In this embodiment, the graphic image signal corresponds to the graphic image data input by the tablet pc 10, and can be used for being received and read by the camera interface CSI; the first electrical signal is a graphic image signal after signal processing, and can be received and read by the main control component 30; the second electric signal corresponds to the first electric signal after signal processing and can be used for being received and read by the double MIPI output screen interface DSI; the display signal corresponds to a second electrical signal after signal processing, and can be used for being received and read by the external display screen 50.

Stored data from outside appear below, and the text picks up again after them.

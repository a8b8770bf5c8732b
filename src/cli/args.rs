//! CLI argument definitions using clap derive

use clap::{ArgAction, Parser, Subcommand, ValueEnum};
use std::path::PathBuf;

use crate::loader::Priority;

/// Depot - Dependency-aware resource pack cache
///
/// Loads pack images and the items inside them, following the
/// dependency graph declared in the pack manifest.
#[derive(Parser, Debug)]
#[command(name = "depot")]
#[command(author, version, about, long_about = None)]
#[command(propagate_version = true)]
pub struct Cli {
    /// Subcommand to execute
    #[command(subcommand)]
    pub command: Commands,

    /// Increase verbosity (-v info, -vv debug)
    #[arg(short, long, global = true, action = ArgAction::Count)]
    pub verbose: u8,

    /// Configuration file path
    #[arg(short, long, global = true, env = "DEPOT_CONFIG")]
    pub config: Option<PathBuf>,
}

/// Available commands
#[derive(Subcommand, Debug)]
pub enum Commands {
    /// Load a pack, or one item out of it
    Load(LoadArgs),

    /// Parse and validate a pack manifest
    Manifest(ManifestArgs),

    /// Show or edit configuration
    Config(ConfigArgs),
}

/// Arguments for the load command
#[derive(Parser, Debug)]
pub struct LoadArgs {
    /// Pack id to load
    pub pack: String,

    /// Load this item out of the pack and print its size
    #[arg(short, long)]
    pub item: Option<String>,

    /// Write the item payload to this file
    #[arg(short, long, requires = "item")]
    pub out: Option<PathBuf>,

    /// Manifest file (defaults to manifest.json under the source root)
    #[arg(short, long)]
    pub manifest: Option<PathBuf>,

    /// Block on the load instead of driving the pump loop
    #[arg(long)]
    pub sync: bool,

    /// Load priority
    #[arg(long, value_enum, default_value_t = PriorityArg::Normal)]
    pub priority: PriorityArg,
}

/// Arguments for the manifest command
#[derive(Parser, Debug)]
pub struct ManifestArgs {
    /// Manifest file to inspect
    pub path: PathBuf,

    /// Print the dependency closure of this pack only
    #[arg(short, long)]
    pub pack: Option<String>,
}

/// Arguments for the config command
#[derive(Parser, Debug)]
pub struct ConfigArgs {
    /// Config action (defaults to show)
    #[command(subcommand)]
    pub action: Option<ConfigAction>,
}

/// Config subcommand actions
#[derive(Subcommand, Debug)]
pub enum ConfigAction {
    /// Display current configuration
    Show,

    /// Show the configuration file path
    Path,

    /// Write a default configuration file
    Init {
        /// Overwrite an existing file
        #[arg(short, long)]
        force: bool,
    },
}

/// Load priority on the command line
#[derive(ValueEnum, Debug, Clone, Copy, PartialEq, Eq)]
pub enum PriorityArg {
    High,
    Normal,
    Low,
}

impl From<PriorityArg> for Priority {
    fn from(arg: PriorityArg) -> Self {
        match arg {
            PriorityArg::High => Priority::High,
            PriorityArg::Normal => Priority::Normal,
            PriorityArg::Low => Priority::Low,
        }
    }
}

Alternatively, the master control assembly 30 may be implemented using a master control chip, such as an MCU, a DSP (Digital Signal Process, digital signal processing chip), an FPGA (Field Programmable Gate Array, programmable gate array chip), or the like. In this embodiment, the main control component 30 is implemented by using an FPGA chip, so that the FPGA chip has abundant on-chip resources, so that the high-speed data transmission function of the camera interface CSI and the dual MIPI output screen interface DSI can be implemented, and the device has the characteristics of fast operation speed, high performance, low power consumption, low cost and the like.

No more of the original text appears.